Женщина с младенцем тут же с размаху плюхается на его место. Младенец, утроив силы в крике, заезжает в своих грязных ботинках по моей юбке, белому халату и новым колготкам. Мало того, что мне больно, так и колготки я купила только вчера, а они дорогие. Краем глаза я замечаю, что на застёжках его красной кофты нет пуговицы. Остальные пришиты чёрными нитками. Неряха мамаша…
–Что случилось?
–А я знаю? -Женщина мотает головой, пытаясь перекричать сына. Она тоже красная, потная и какая-то оголтелая. -Я ещё вчера заметила, что у него из носа слизь идёт.
–Вчера заметили и сутки ждали?
–А вы меня не учите! Я думала, пройдёт… Может, просто так, поцарапал чем…
–Сколько ему?
–Год и семь.
Младенец опять успевает пнуть меня.
–Ноги его зажимайте между своих коленей, – я помогаю матери заталкивать эти беснующиеся и ужасно сильные для такого маленького ребёнка ноги между её ногами. Впечатление такое, будто дикий ор исходит не только из лёгких ребёнка, не только из его гортани, глотки и рта, а от всего его тела, включая одежду.
–Крепче держите его! Не позволяйте драться! И не отпускайте!
–А осторожней нельзя!? – орёт мать. Можно подумать, что это я колочу её ненаглядного, а не он меня.
Но я уже влипла. Я разрешила ей сесть на стул. Я взяла в руки инструмент, я спросила её, что случилось. Я влипла в эту ситуацию, как жвачка влипает в кожаное сиденье автомобиля. И не отцепишь, не ототрёшь, так и будет сиять грязным перламутровым пятном, пока не поедешь в химчистку.
И вот этот парнишка в синих штанах и красной кофте, (а ведь я даже не успела спросить, как его зовут) – он из списка Гингемы, из тех, о которых помнят. И как обидно, что я совершенно не помню сотни других, у кого всё прошло быстро, благополучно и, может быть, даже виртуозно.
Сначала Даша заглядывает в дверь:
–Ольга Леонардовна, к заведующей!
Потом Олег зачем-то заскочил. Буркнул:
–Всем велели собраться.
Не дали мне посмотреть моих больных. Боксёру только закончила перевязку.
–Идите в палаты пока. Освобожусь, снова всех позову.
В коридоре меня обгоняет заведующая.
–Мы ненадолго.
Это она всегда так говорит. Но как начнёт о чём-нибудь… Не меньше, чем минут на сорок.

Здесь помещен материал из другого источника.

//! Core error types for the PostureKit data layer.
//!
//! This module defines transport-agnostic error types. HTTP-specific errors
//! (from reqwest) are converted to these types at the client edge, carrying
//! only the classification the resource layer needs: did the backend answer
//! at all, and if so, with what status.

use thiserror::Error;

/// Type alias for Result using our Error type.
pub type Result<T> = std::result::Result<T, Error>;

/// Root error type for the data-fetching layer.
///
/// Every failure a resource can observe is one of these variants. The
/// variants are `String`-backed so the type stays transport-agnostic and
/// cheaply cloneable into resource state.
#[derive(Error, Debug, Clone, PartialEq)]
pub enum Error {
    /// The backend could not be reached at all: connection refused, DNS
    /// failure, or request timeout. No HTTP response exists for this call.
    #[error("Backend unreachable: {0}")]
    Offline(String),

    /// The backend answered with a non-success status. The message is taken
    /// from the response error body when one was present.
    #[error("API error {status}: {message}")]
    Api { status: u16, message: String },

    /// A response arrived but its body could not be decoded into the
    /// expected shape.
    #[error("Failed to decode response: {0}")]
    Decode(String),

    /// Input validation failed before any network call was made.
    #[error("Input validation failed: {0}")]
    Validation(#[from] ValidationError),

    /// The credential store could not be read or written.
    #[error("Credential store error: {0}")]
    Store(String),

    /// Anything that does not fit the categories above.
    #[error("Unexpected error: {0}")]
    Unexpected(String),
}

impl Error {
    /// Returns true iff this failure means the backend is unreachable.
    ///
    /// This is the resilience decision the resource layer branches on: an
    /// offline failure degrades to fixture data, while anything that
    /// carries an HTTP response (including 4xx/5xx) is surfaced to the
    /// caller and must never trigger fixture substitution.
    pub fn is_offline(&self) -> bool {
        matches!(self, Error::Offline(_))
    }

    /// Returns true iff this is an HTTP 401 from the backend.
    pub fn is_unauthorized(&self) -> bool {
        matches!(self, Error::Api { status: 401, .. })
    }

    /// The HTTP status carried by this error, if the backend answered.
    pub fn status(&self) -> Option<u16> {
        match self {
            Error::Api { status, .. } => Some(*status),
            _ => None,
        }
    }
}

/// Validation errors for user input, raised before any request is sent.
#[derive(Error, Debug, Clone, PartialEq)]
pub enum ValidationError {
    #[error("Invalid input: {0}")]
    InvalidInput(String),

    #[error("Required field '{0}' is missing")]
    MissingField(String),

    #[error("Passwords do not match")]
    PasswordMismatch,
}

impl From<reqwest::Error> for Error {
    /// Classify a reqwest error once, at the edge.
    ///
    /// Timeouts and connection failures never saw a response, so they are
    /// `Offline`. Errors that carry a status (from `error_for_status`) keep
    /// it. Body-decode failures happened after a response arrived and are
    /// therefore real errors, not connectivity ones. Everything else that
    /// reaches us without a response is treated as the backend being away.
    fn from(err: reqwest::Error) -> Self {
        if err.is_timeout() || err.is_connect() {
            return Error::Offline(err.to_string());
        }
        if let Some(status) = err.status() {
            return Error::Api {
                status: status.as_u16(),
                message: err.to_string(),
            };
        }
        if err.is_decode() {
            return Error::Decode(err.to_string());
        }
        Error::Offline(err.to_string())
    }
}

impl From<serde_json::Error> for Error {
    fn from(err: serde_json::Error) -> Self {
        Error::Decode(err.to_string())
    }
}

impl From<Error> for String {
    fn from(err: Error) -> Self {
        err.to_string()
    }
}

#[cfg(test)]
mod tests {
    use super::*;

    #[test]
    fn test_offline_is_offline() {
        let error = Error::Offline("connection refused".to_string());
        assert!(error.is_offline());
    }

    #[test]
    fn test_client_error_is_not_offline() {
        let error = Error::Api {
            status: 404,
            message: "Patient not found".to_string(),
        };
        assert!(!error.is_offline());
        assert_eq!(error.status(), Some(404));
    }

    #[test]
    fn test_server_error_is_not_offline() {
        let error = Error::Api {
            status: 500,
            message: "Internal server error".to_string(),
        };
        assert!(!error.is_offline());
    }

    #[test]
    fn test_decode_error_is_not_offline() {
        let error = Error::Decode("expected value at line 1".to_string());
        assert!(!error.is_offline());
    }

    #[test]
    fn test_validation_error_is_not_offline() {
        let error = Error::Validation(ValidationError::MissingField("name".to_string()));
        assert!(!error.is_offline());
    }

    #[test]
    fn test_unauthorized_detection() {
        let unauthorized = Error::Api {
            status: 401,
            message: "Unauthorized".to_string(),
        };
        let forbidden = Error::Api {
            status: 403,
            message: "Forbidden".to_string(),
        };
        assert!(unauthorized.is_unauthorized());
        assert!(!forbidden.is_unauthorized());
    }

    #[test]
    fn test_status_only_for_api_errors() {
        assert_eq!(Error::Offline("timeout".to_string()).status(), None);
        assert_eq!(Error::Decode("bad json".to_string()).status(), None);
    }

    #[test]
    fn test_error_display() {
        let error = Error::Api {
            status: 422,
            message: "email already registered".to_string(),
        };
        assert_eq!(format!("{}", error), "API error 422: email already registered");

        let error = Error::Validation(ValidationError::PasswordMismatch);
        assert_eq!(format!("{}", error), "Input validation failed: Passwords do not match");
    }
}
//! Professional (account holder) domain: profile, plan tier, dashboard.

mod dashboard_service;
mod professionals_model;
mod professionals_traits;

pub use dashboard_service::DashboardResource;
pub use professionals_model::{
    DashboardStats, PlanTier, Profession, Professional, ProfileUpdate, RecentAssessment,
    WeeklyActivity,
};
pub use professionals_traits::ProfessionalsApi;
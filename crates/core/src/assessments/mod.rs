//! Assessment domain: capture events, scores, landmarks, angles,
//! deviations, and exercise recommendations.

mod assessments_model;
mod assessments_service;
mod assessments_traits;

#[cfg(test)]
mod assessments_model_tests;

pub use assessments_model::{
    Assessment, AssessmentFilter, AssessmentProgress, AssessmentStatus, AssessmentType,
    CaptureView, Deviation, Exercise, JointAngle, Landmark, NewAssessment, Recommendation,
    ScoreBand, Scores, Severity,
};
pub use assessments_service::{AssessmentResource, AssessmentsResource};
pub use assessments_traits::AssessmentsApi;
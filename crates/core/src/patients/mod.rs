//! Patient domain: the professional's client records.

mod patients_model;
mod patients_service;
mod patients_traits;

pub use patients_model::{Gender, NewPatient, Patient, PatientOverview, PatientQuery, PatientUpdate};
pub use patients_service::{PatientOverviewResource, PatientsResource};
pub use patients_traits::PatientsApi;
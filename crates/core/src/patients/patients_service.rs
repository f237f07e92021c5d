//! Patient resource bindings: the searchable list and the detail fan-out.

use std::sync::{Arc, Mutex};

use log::debug;

use super::patients_model::{Patient, PatientOverview, PatientQuery};
use super::patients_traits::PatientsApi;
use crate::assessments::{AssessmentFilter, AssessmentsApi};
use crate::errors::Error;
use crate::fixtures::FixtureStore;
use crate::resource::ResourceState;

/// Patient list with a search term that re-triggers the fetch cycle.
///
/// Offline, the fixture patients are narrowed by the same
/// case-insensitive substring match the backend applies.
pub struct PatientsResource {
    api: Arc<dyn PatientsApi>,
    fixtures: Arc<FixtureStore>,
    search: Mutex<Option<String>>,
    state: Mutex<ResourceState<Vec<Patient>>>,
}

impl PatientsResource {
    pub fn new(api: Arc<dyn PatientsApi>, fixtures: Arc<FixtureStore>) -> Self {
        Self {
            api,
            fixtures,
            search: Mutex::new(None),
            state: Mutex::new(ResourceState::new()),
        }
    }

    pub async fn refresh(&self) {
        let ticket = self.state.lock().unwrap().begin();
        let term = self.search.lock().unwrap().clone();
        let query = PatientQuery {
            search: term.clone(),
            ..PatientQuery::default()
        };
        let outcome = self.api.list_patients(&query).await.map(|page| page.data);
        if let Err(err) = &outcome {
            debug!("patient list fetch failed: {}", err);
        }
        self.state.lock().unwrap().settle(ticket, outcome, || {
            let mut patients = self.fixtures.patients.clone();
            if let Some(term) = &term {
                if !term.is_empty() {
                    patients.retain(|p| p.name_matches(term));
                }
            }
            Some(patients)
        });
    }

    /// Sets the search term and re-runs the fetch cycle.
    pub async fn search(&self, term: impl Into<String>) {
        let term = term.into();
        *self.search.lock().unwrap() = if term.is_empty() { None } else { Some(term) };
        self.refresh().await;
    }

    pub fn search_term(&self) -> Option<String> {
        self.search.lock().unwrap().clone()
    }

    pub fn patients(&self) -> Vec<Patient> {
        self.state.lock().unwrap().value().cloned().unwrap_or_default()
    }

    pub fn is_fallback(&self) -> bool {
        self.state
            .lock()
            .unwrap()
            .data()
            .is_some_and(|d| d.is_fallback())
    }

    pub fn is_loading(&self) -> bool {
        self.state.lock().unwrap().is_loading()
    }

    pub fn error(&self) -> Option<Error> {
        self.state.lock().unwrap().error().cloned()
    }
}

/// Detail view for one patient: the record and their assessment history,
/// fetched concurrently and settled as a unit.
///
/// If either leg fails the combined fetch fails; a patient never appears
/// with a silently empty history. Offline, both halves come from the
/// fixtures together.
pub struct PatientOverviewResource {
    patients: Arc<dyn PatientsApi>,
    assessments: Arc<dyn AssessmentsApi>,
    fixtures: Arc<FixtureStore>,
    patient_id: String,
    state: Mutex<ResourceState<PatientOverview>>,
}

impl PatientOverviewResource {
    pub fn new(
        patients: Arc<dyn PatientsApi>,
        assessments: Arc<dyn AssessmentsApi>,
        fixtures: Arc<FixtureStore>,
        patient_id: impl Into<String>,
    ) -> Self {
        Self {
            patients,
            assessments,
            fixtures,
            patient_id: patient_id.into(),
            state: Mutex::new(ResourceState::new()),
        }
    }

    pub async fn refresh(&self) {
        let ticket = self.state.lock().unwrap().begin();
        let filter = AssessmentFilter::for_patient(self.patient_id.clone());
        let outcome = tokio::try_join!(
            self.patients.get_patient(&self.patient_id),
            self.assessments.list_assessments(&filter),
        )
        .map(|(patient, history)| PatientOverview {
            patient,
            assessments: history.data,
        });
        if let Err(err) = &outcome {
            debug!(
                "patient overview {} fetch failed: {}",
                self.patient_id, err
            );
        }
        self.state.lock().unwrap().settle(ticket, outcome, || {
            let patient = self
                .fixtures
                .patient_by_id(&self.patient_id)
                .or_else(|| self.fixtures.patients.first())?
                .clone();
            let assessments = self
                .fixtures
                .assessments
                .iter()
                .filter(|a| a.patient_id == patient.id)
                .cloned()
                .collect();
            Some(PatientOverview {
                patient,
                assessments,
            })
        });
    }

    pub fn overview(&self) -> Option<PatientOverview> {
        self.state.lock().unwrap().value().cloned()
    }

    pub fn is_loading(&self) -> bool {
        self.state.lock().unwrap().is_loading()
    }

    pub fn error(&self) -> Option<Error> {
        self.state.lock().unwrap().error().cloned()
    }
}
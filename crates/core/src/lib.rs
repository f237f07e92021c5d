//! PostureKit Core - Domain models, resource layer, and offline fixtures.
//!
//! This crate contains the backend-agnostic half of the PostureKit data
//! layer: domain models, the API trait seams implemented by the `connect`
//! crate, the per-resource fetch bindings with their transparent fixture
//! fallback, and session state.

pub mod assessments;
pub mod auth;
pub mod constants;
pub mod errors;
pub mod fixtures;
pub mod media;
pub mod pagination;
pub mod patients;
pub mod plans;
pub mod professionals;
pub mod reports;
pub mod resource;
pub mod routing;
pub mod session;

// Re-export error types
pub use errors::Error;
pub use errors::Result;

// Re-export the pieces a host wires together
pub use fixtures::FixtureStore;
pub use pagination::Page;
pub use resource::{ResourceData, ResourceState};
pub use session::Session;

Нашей начальнице – тридцать восемь. Она пришла, когда я уже проработала в этом отделении лет пятнадцать. Она считается креативной женщиной. Любимая её идея – монетизация медицинской помощи. Я всегда молчу, когда она доносит до нас свои мысли. Жизнь научила меня тому, что если ты – хороший врач, твоя помощь и так монетизирована. Но мне никогда даже не приходит в голову каким-то образом требовать деньги за то, что полагается делать бесплатно. Любимый конёк нашей заведующей – «Перечень платных медицинских услуг». Он постоянно расширяется и пополняется новыми графами. Конечно, утверждает этот список не она, и даже не главный врач, а кто-то там, о ком я никогда не думаю, но сам этот перечень мне мешает. Я, конечно, знаю, никто не имеет права требовать с больного деньги. А я и не требую, я не хочу ходить к следователю. Я не ставлю никому никаких условий, никогда ни у кого ничего не прошу. Но больные раньше сами клали мне конверты. Теперь я должна не только лечить, я должна помнить, что сколько стоит, заполнять какие-то квитанции, думать о каких-то процентах… Я теперь постоянно слышу разговоры о финансировании, закупочных аукционах – да, теперь вата и марля закупается на аукционах, кто не знает. И не только. Кстати, в далёкие времена самая лучшая вата была узбекской – из настоящего хлопка. Сероватая на вид, она впитывала превосходно. Фаина Фёдоровна каждый месяц выдавала мне большой пакет на мои ежемесячные нужды. Но я и об этом её не просила.